C:\Program Files\Microsoft Visual Studio\2022\Enterprise\VC\Tools\MSVC\14.32.31326\bin\HostX86\arm64\CL.exe /c /Zi /JMC /nologo /W3 /WX- /diagnostics:column /sdl /Od /Oy- /D _DEBUG /D _CONSOLE /D _ARM64_WINAPI_PARTITION_DESKTOP_SDK_AVAILABLE=1 /D _UNICODE /D UNICODE /Gm- /EHsc /RTC1 /MDd /GS /fp:precise /Zc:wchar_t /Zc:forScope /Zc:inline /std:c++17 /permissive- /Fo"ARM64\Debug\\" /Fd"ARM64\Debug\vc143.pdb" /external:W3 /Gd /TP /analyze- /FC /errorReport:prompt ConsoleApplication1.cpp
C:\Program Files\Microsoft Visual Studio\2022\Enterprise\VC\Tools\MSVC\14.32.31326\bin\HostX86\arm64\CL.exe /c /Zi /nologo /W3 /WX- /diagnostics:column /sdl /O2 /Oi /Oy- /GL /D NDEBUG /D _CONSOLE /D _ARM64_WINAPI_PARTITION_DESKTOP_SDK_AVAILABLE=1 /D _UNICODE /D UNICODE /Gm- /EHsc /MD /GS /Gy /fp:precise /Zc:wchar_t /Zc:forScope /Zc:inline /std:c++17 /permissive- /Fo"ARM64\Release\\" /Fd"ARM64\Release\vc143.pdb" /external:W3 /Gd /TP /analyze- /FC /errorReport:prompt ConsoleApplication1.cpp
Notice the /O2 flag (maximize speed) in the release build instead of the /Od flag (no optimizations) above. The debug build also uses the just my code /JMC, runtime error checks /RTC1, and debug multithread-specific version of the run-time library /MDd flags. For our testing purposes, we can ignore most of these flags.
Calling Printf
Here is a simple program, aarch64-abi-test-printf.cpp, which calls printf with a format specifier and 4 additional arguments.
#include <stdio.h>
int main()
{
int result = printf("%.4f,%.4f,%.4f,%s", 1.2345, 1.2345, 1.2345, "str");
}
Compiling a Debug Build
To compile and disassemble this program, run:
cl /c aarch64-abi-test-printf.cpp
dumpbin /disasm /out:printf-abi.asm aarch64-abi-test-printf.obj
dumpbin /all /out:printf-abi.txt aarch64-abi-test-printf.obj
The disassembly is shown below with some links to the documentation for the various instructions. See the Arm Architecture Reference Manual for A-profile architecture PDF for more details about these instructions. The overview of AArch64 state at ARM Compiler armasm User Guide Version 6.6.1 is also a useful resource.

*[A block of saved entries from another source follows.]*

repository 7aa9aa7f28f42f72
//! Police unit extraction.

use super::capture::{label_value, trim_trailing_separators, windows_after_keywords};
use super::normalize::normalize_whitespace;
use super::vocabulary::{is_label_token, UNIT_KEYWORDS};
use super::FieldExtractor;
use crate::models::record::Field;

const UNIT_WINDOW: usize = 60;
const UNIT_MAX_TOKENS: usize = 4;

/// Police unit extractor.
pub struct UnitExtractor;

impl FieldExtractor for UnitExtractor {
    fn field(&self) -> Field {
        Field::Unidade
    }

    fn extract(&self, text: &str) -> Option<String> {
        extract_unidade(text)
    }
}

/// Extract the police unit ("6º BPM").
pub fn extract_unidade(text: &str) -> Option<String> {
    let text = normalize_whitespace(text);

    windows_after_keywords(&text, &UNIT_KEYWORDS, UNIT_WINDOW).find_map(unit_from_window)
}

fn unit_from_window(window: &str) -> Option<String> {
    let value = label_value(window)?;
    let tokens: Vec<&str> = value.split_whitespace().take(UNIT_MAX_TOKENS).collect();

    if tokens.first().is_none_or(|token| is_label_token(token)) {
        return None;
    }

    let unit = tokens.join(" ");
    Some(trim_trailing_separators(&unit).to_string())
}

#[cfg(test)]
mod tests {
    use super::*;
    use pretty_assertions::assert_eq;

    #[test]
    fn test_unit_cut_at_section() {
        assert_eq!(
            extract_unidade("Unidade: 6º BPM Envolvidos: Nome: João"),
            Some("6º BPM".to_string())
        );
    }

    #[test]
    fn test_unit_token_cap() {
        assert_eq!(
            extract_unidade("OPM - 1º Batalhão de Polícia Militar do Distrito Federal"),
            Some("1º Batalhão de Polícia".to_string())
        );
    }

    #[test]
    fn test_unit_rejects_label() {
        assert_eq!(extract_unidade("Unidade: Data: 01/01/2024"), None);
        assert_eq!(extract_unidade("Unidade: não informada"), None);
    }
}
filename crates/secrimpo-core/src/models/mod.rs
//! Data models.

pub mod config;
pub mod record;
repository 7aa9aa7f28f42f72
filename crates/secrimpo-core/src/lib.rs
//! Core library for police occurrence report field extraction.
//!
//! This crate provides:
//! - Text normalization and keyword proximity search
//! - Rule-based extractors for the fields of a seizure record (owner
//!   documents, case numbers, seized item, infringed law, responding officer)
//! - Mapping of the extracted fields onto the record form
//! - A catalog of the principal Brazilian laws

pub mod error;
pub mod extraction;
pub mod laws;
pub mod models;

pub use error::{Result, SecrimpoError};
pub use extraction::rules::{map_rank_abbreviation, normalize_whitespace, FieldExtractor};
pub use extraction::{
    extract_fields_from_text, map_fields_to_form, CaseRecordParser, ExtractionResult, RecordParser,
};
pub use laws::{law_name_for_abbreviation, search_laws, LawEntry};
pub use models::config::SecrimpoConfig;
pub use models::record::{DocumentType, ExtractedFields, Field, FormData};
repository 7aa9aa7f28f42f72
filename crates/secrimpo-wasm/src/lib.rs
//! WASM bindings for police occurrence report field extraction.
//!
//! This crate provides WebAssembly bindings for use in browsers and Node.js,
//! so a form can be pre-filled from a report pasted by the user.

use serde::Serialize;
use serde_wasm_bindgen::Serializer;
use wasm_bindgen::prelude::*;

use secrimpo_core::extraction::format_cpf as format_cpf_digits;
use secrimpo_core::{CaseRecordParser, ExtractedFields, RecordParser};

/// Initialize panic hook for better error messages in console.
#[wasm_bindgen(start)]
pub fn init() {
    #[cfg(feature = "console_error_panic_hook")]
    console_error_panic_hook::set_once();
}

/// Version information.
#[wasm_bindgen]
pub fn version() -> String {
    env!("CARGO_PKG_VERSION").to_string()
}

/// Serialize with JSON semantics so unresolved fields arrive as `null`
/// rather than `undefined`.
fn to_js<T: Serialize>(value: &T) -> Result<JsValue, JsValue> {
    value
        .serialize(&Serializer::json_compatible())
        .map_err(|e| JsValue::from_str(&e.to_string()))
}

/// Extract the raw field map from report text.
///
/// Every field key is present; unresolved fields are `null`.
#[wasm_bindgen(js_name = extractFieldsFromText)]
pub fn extract_fields_from_text(text: &str) -> Result<JsValue, JsValue> {
    to_js(&secrimpo_core::extract_fields_from_text(text))
}

/// Map a raw field map onto the record form keys.
#[wasm_bindgen(js_name = mapFieldsToForm)]
pub fn map_fields_to_form(fields: JsValue) -> Result<JsValue, JsValue> {
    let fields: ExtractedFields = serde_wasm_bindgen::from_value(fields)
        .map_err(|e| JsValue::from_str(&e.to_string()))?;

    to_js(&secrimpo_core::map_fields_to_form(&fields))
}

/// Extract the form keys straight from report text.
#[wasm_bindgen(js_name = extractForm)]
pub fn extract_form(text: &str) -> Result<JsValue, JsValue> {
    let fields = secrimpo_core::extract_fields_from_text(text);
    to_js(&secrimpo_core::map_fields_to_form(&fields))
}

/// Full name of a law from its abbreviation ("CP" -> "Código Penal").
#[wasm_bindgen(js_name = lawNameForAbbreviation)]
pub fn law_name_for_abbreviation(abbreviation: &str) -> Option<String> {
    secrimpo_core::law_name_for_abbreviation(abbreviation).map(str::to_string)
}

/// Search the law catalog.
#[wasm_bindgen(js_name = searchLaws)]
pub fn search_laws(term: &str) -> Result<JsValue, JsValue> {
    to_js(&secrimpo_core::search_laws(term))
}

/// Canonical rank for an abbreviation ("3 SGT" -> "3º Sargento").
#[wasm_bindgen(js_name = mapRankAbbreviation)]
pub fn map_rank_abbreviation(abbreviation: &str) -> Option<String> {
    secrimpo_core::map_rank_abbreviation(abbreviation).map(str::to_string)
}

/// Format an 11-digit CPF as `XXX.XXX.XXX-XX`.
#[wasm_bindgen(js_name = formatCpf)]
pub fn format_cpf(cpf: &str) -> String {
    format_cpf_digits(cpf)
}

/// Field extractor class for browser use.
#[wasm_bindgen]
pub struct FieldExtractorJs {
    parser: CaseRecordParser,
}

#[wasm_bindgen]
impl FieldExtractorJs {
    /// Create a new field extractor.
    #[wasm_bindgen(constructor)]
    pub fn new() -> Self {
        Self {
            parser: CaseRecordParser::new(),
        }
    }

    /// Replace a bare law abbreviation with the law's name.
    #[wasm_bindgen(js_name = setExpandLawNames)]
    pub fn set_expand_law_names(&mut self, expand: bool) {
        self.parser = self.parser.clone().with_law_name_expansion(expand);
    }

    /// Extract the raw field map.
    #[wasm_bindgen]
    pub fn extract(&self, text: &str) -> Result<JsValue, JsValue> {
        to_js(&self.parser.extract_fields(text))
    }

    /// Extract fields, form and the list of unresolved fields.
    #[wasm_bindgen(js_name = extractWithMetadata)]
    pub fn extract_with_metadata(&self, text: &str) -> Result<JsValue, JsValue> {
        to_js(&self.parser.parse(text))
    }
}

impl Default for FieldExtractorJs {
    fn default() -> Self {
        Self::new()
    }
}

#[cfg(test)]
mod tests {
    use super::*;
    use wasm_bindgen_test::*;

    wasm_bindgen_test_configure!(run_in_browser);

    #[wasm_bindgen_test]
    fn test_law_name() {
        assert_eq!(law_name_for_abbreviation("cp").as_deref(), Some("Código Penal"));
        assert_eq!(law_name_for_abbreviation("XYZ"), None);
    }

    #[wasm_bindgen_test]
    fn test_rank() {
        assert_eq!(map_rank_abbreviation("CB").as_deref(), Some("Cabo"));
    }

    #[wasm_bindgen_test]
    fn test_format_cpf() {
        assert_eq!(format_cpf("12345678901"), "123.456.789-01");
    }

    #[wasm_bindgen_test]
    fn test_extract_form_from_text() {
        let form = extract_form("CPF: 123.456.789-01").unwrap();
        let document = js_sys::Reflect::get(&form, &JsValue::from_str("tipoDocumento")).unwrap();
        assert_eq!(document.as_string().as_deref(), Some("CPF"));
    }
}
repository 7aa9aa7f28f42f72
//! Extract command - pull the record fields out of a single report.

use std::fs;
use std::io::Read;
use std::path::{Path, PathBuf};
use std::time::Instant;

use clap::Args;
use console::style;
use tracing::{debug, info};

use secrimpo_core::models::config::{OutputFormat, SecrimpoConfig};
use secrimpo_core::{CaseRecordParser, ExtractionResult, RecordParser};

/// Arguments for the extract command.
#[derive(Args)]
pub struct ExtractArgs {
    /// Input text file, or "-" for stdin
    #[arg(required = true)]
    input: PathBuf,

    /// Output file (default: stdout)
    #[arg(short, long)]
    output: Option<PathBuf>,

    /// Output format (default: from config)
    #[arg(short, long, value_enum)]
    format: Option<FormatArg>,

    /// Emit the form keys instead of the raw field map
    #[arg(long)]
    form: bool,

    /// Pretty-print JSON output
    #[arg(long)]
    pretty: bool,

    /// Replace a bare law abbreviation with the law's name
    #[arg(long)]
    expand_laws: bool,

    /// List the fields that could not be resolved
    #[arg(long)]
    show_missing: bool,
}

#[derive(Clone, Copy, Debug, clap::ValueEnum)]
pub enum FormatArg {
    /// JSON output
    Json,
    /// CSV output
    Csv,
    /// Plain text summary
    Text,
}

impl From<FormatArg> for OutputFormat {
    fn from(format: FormatArg) -> Self {
        match format {
            FormatArg::Json => OutputFormat::Json,
            FormatArg::Csv => OutputFormat::Csv,
            FormatArg::Text => OutputFormat::Text,
        }
    }
}

/// Resolved output settings, command-line flags over configuration.
#[derive(Clone, Copy, Debug)]
pub struct RenderOptions {
    pub format: OutputFormat,
    pub form: bool,
    pub pretty: bool,
}

impl RenderOptions {
    pub fn resolve(config: &SecrimpoConfig, format: Option<FormatArg>, form: bool, pretty: bool) -> Self {
        Self {
            format: format.map(Into::into).unwrap_or(config.output.format),
            form: form || config.output.form_mapping,
            pretty: pretty || config.output.pretty,
        }
    }

    /// File extension for this format.
    pub fn extension(&self) -> &'static str {
        match self.format {
            OutputFormat::Json => "json",
            OutputFormat::Csv => "csv",
            OutputFormat::Text => "txt",
        }
    }
}

pub fn run(args: ExtractArgs, config_path: Option<&str>) -> anyhow::Result<()> {
    let start = Instant::now();
    let config = super::load_config(config_path)?;

    let text = read_input(&args.input)?;
    info!("Extracting fields from {}", args.input.display());

    let parser = CaseRecordParser::from_config(&config.extraction)
        .with_law_name_expansion(args.expand_laws || config.extraction.expand_law_names);
    let result = parser.parse(&text);

    let options = RenderOptions::resolve(&config, args.format, args.form, args.pretty);
    let output = render(&result, options)?;

    if let Some(output_path) = &args.output {
        fs::write(output_path, &output)?;
        println!(
            "{} Output written to {}",
            style("✓").green(),
            output_path.display()
        );
    } else {
        println!("{}", output);
    }

    if args.show_missing && !result.missing_fields.is_empty() {
        let missing: Vec<&str> = result.missing_fields.iter().map(|f| f.key()).collect();
        eprintln!(
            "{} Unresolved fields: {}",
            style("ℹ").blue(),
            missing.join(", ")
        );
    }

    debug!("Total processing time: {:?}", start.elapsed());

    Ok(())
}

/// Read a report from a file, or from stdin when the path is "-".
pub fn read_input(path: &Path) -> anyhow::Result<String> {
    if path.as_os_str() == "-" {
        let mut buffer = Vec::new();
        std::io::stdin().read_to_end(&mut buffer)?;
        return Ok(String::from_utf8_lossy(&buffer).into_owned());
    }

    if !path.exists() {
        anyhow::bail!("Input file not found: {}", path.display());
    }

    let data = fs::read(path)?;
    Ok(String::from_utf8_lossy(&data).into_owned())
}

/// Render an extraction result in the requested format.
pub fn render(result: &ExtractionResult, options: RenderOptions) -> anyhow::Result<String> {
    match options.format {
        OutputFormat::Json => format_json(result, options),
        OutputFormat::Csv => format_csv(&rows(result, options.form)),
        OutputFormat::Text => Ok(format_text(result, options.form)),
    }
}

/// Key/value pairs to print. The raw map keeps unresolved keys as empty values.
fn rows(result: &ExtractionResult, form: bool) -> Vec<(&'static str, String)> {
    if form {
        result
            .form
            .entries()
            .into_iter()
            .map(|(key, value)| (key, value.to_string()))
            .collect()
    } else {
        result
            .fields
            .iter()
            .map(|(field, value)| (field.key(), value.unwrap_or_default().to_string()))
            .collect()
    }
}

fn format_json(result: &ExtractionResult, options: RenderOptions) -> anyhow::Result<String> {
    let value = if options.form {
        serde_json::to_value(&result.form)?
    } else {
        serde_json::to_value(&result.fields)?
    };

    if options.pretty {
        Ok(serde_json::to_string_pretty(&value)?)
    } else {
        Ok(serde_json::to_string(&value)?)
    }
}

fn format_csv(rows: &[(&'static str, String)]) -> anyhow::Result<String> {
    let mut wtr = csv::Writer::from_writer(vec![]);

    wtr.write_record(rows.iter().map(|(key, _)| *key))?;
    wtr.write_record(rows.iter().map(|(_, value)| value.as_str()))?;

    let data = String::from_utf8(wtr.into_inner()?)?;
    Ok(data)
}

fn format_text(result: &ExtractionResult, form: bool) -> String {
    let mut output = String::new();

    for (key, value) in rows(result, form) {
        let value = if value.is_empty() { "-" } else { value.as_str() };
        output.push_str(&format!("{:<18} {}\n", format!("{}:", key), value));
    }

    if !form && !result.missing_fields.is_empty() {
        let total = result.fields.iter().count();
        output.push_str(&format!(
            "\nResolved {} of {} fields\n",
            total - result.missing_fields.len(),
            total
        ));
    }

    output
}

#[cfg(test)]
mod tests {
    use super::*;

    fn options(format: OutputFormat, form: bool) -> RenderOptions {
        RenderOptions {
            format,
            form,
            pretty: false,
        }
    }

    #[test]
    fn test_json_keeps_unresolved_keys() {
        let result = CaseRecordParser::new().parse("CPF: 123.456.789-01");
        let json = render(&result, options(OutputFormat::Json, false)).unwrap();
        let value: serde_json::Value = serde_json::from_str(&json).unwrap();

        assert_eq!(value["cpf"], "123.456.789-01");
        assert!(value["rg"].is_null());
        assert_eq!(value.as_object().unwrap().len(), 16);
    }

    #[test]
    fn test_form_json_skips_unresolved_keys() {
        let result = CaseRecordParser::new().parse("CPF: 123.456.789-01");
        let json = render(&result, options(OutputFormat::Json, true)).unwrap();

        assert_eq!(
            json,
            r#"{"tipoDocumento":"CPF","numeroDocumento":"123.456.789-01"}"#
        );
    }

    #[test]
    fn test_csv_header_and_row() {
        let result = CaseRecordParser::new().parse("CPF: 123.456.789-01");
        let csv = render(&result, options(OutputFormat::Csv, true)).unwrap();
        let mut lines = csv.lines();

        assert_eq!(lines.next(), Some("tipoDocumento,numeroDocumento"));
        assert_eq!(lines.next(), Some("CPF,123.456.789-01"));
    }

    #[test]
    fn test_text_marks_missing_values() {
        let result = CaseRecordParser::new().parse("CPF: 123.456.789-01");
        let text = render(&result, options(OutputFormat::Text, false)).unwrap();

        assert!(text.contains("cpf:"));
        assert!(text.contains("123.456.789-01"));
        assert!(text.lines().any(|line| line.starts_with("rg:") && line.ends_with('-')));
        assert!(text.contains("of 16 fields"));
    }
}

Dump of file aarch64-abi-test-printf.obj
File Type: COFF OBJECT
main:
0000000000000000: A9BE7BFD stp fp,lr,[sp,#-0x20]!
0000000000000004: 910003FD mov fp,sp
0000000000000008: 90000008 adrp x8,$SG5571
000000000000000C: 91000104 add x4,x8,$SG5571
0000000000000010: 58000183 ldr x3,$LN3
0000000000000014: 58000162 ldr x2,$LN3
0000000000000018: 58000141 ldr x1,$LN3
000000000000001C: 90000008 adrp x8,$SG5572
0000000000000020: 91000100 add x0,x8,$SG5572
0000000000000024: 94000000 bl printf
0000000000000028: 2A0003E0 mov w0,w0
000000000000002C: B90013E0 str w0,[sp,#0x10]
0000000000000030: 52800000 mov w0,#0
0000000000000034: A8C27BFD ldp fp,lr,[sp],#0x20
0000000000000038: D65F03C0 ret
000000000000003C: D503201F nop
$LN3:
0000000000000040: 126E978D
0000000000000044: 3FF3C083
__local_stdio_printf_options:
0000000000000000: 90000008 adrp x8,?_OptionsStorage@?1??__local_stdio_printf_options@@9@4_KA
0000000000000004: 91000100 add x0,x8,?_OptionsStorage@?1??__local_stdio_printf_options@@9@4_KA
0000000000000008: D65F03C0 ret
_vfprintf_l:
0000000000000000: A9BD7BFD stp fp,lr,[sp,#-0x30]!
0000000000000004: 910003FD mov fp,sp
0000000000000008: F90017E0 str x0,[sp,#0x28]
000000000000000C: F90013E1 str x1,[sp,#0x20]
0000000000000010: F9000FE2 str x2,[sp,#0x18]
0000000000000014: F9000BE3 str x3,[sp,#0x10]
0000000000000018: 94000000 bl __local_stdio_printf_options
000000000000001C: F9400BE4 ldr x4,[sp,#0x10]
0000000000000020: F9400FE3 ldr x3,[sp,#0x18]
0000000000000024: F94013E2 ldr x2,[sp,#0x20]
0000000000000028: F94017E1 ldr x1,[sp,#0x28]
000000000000002C: F9400000 ldr x0,[x0]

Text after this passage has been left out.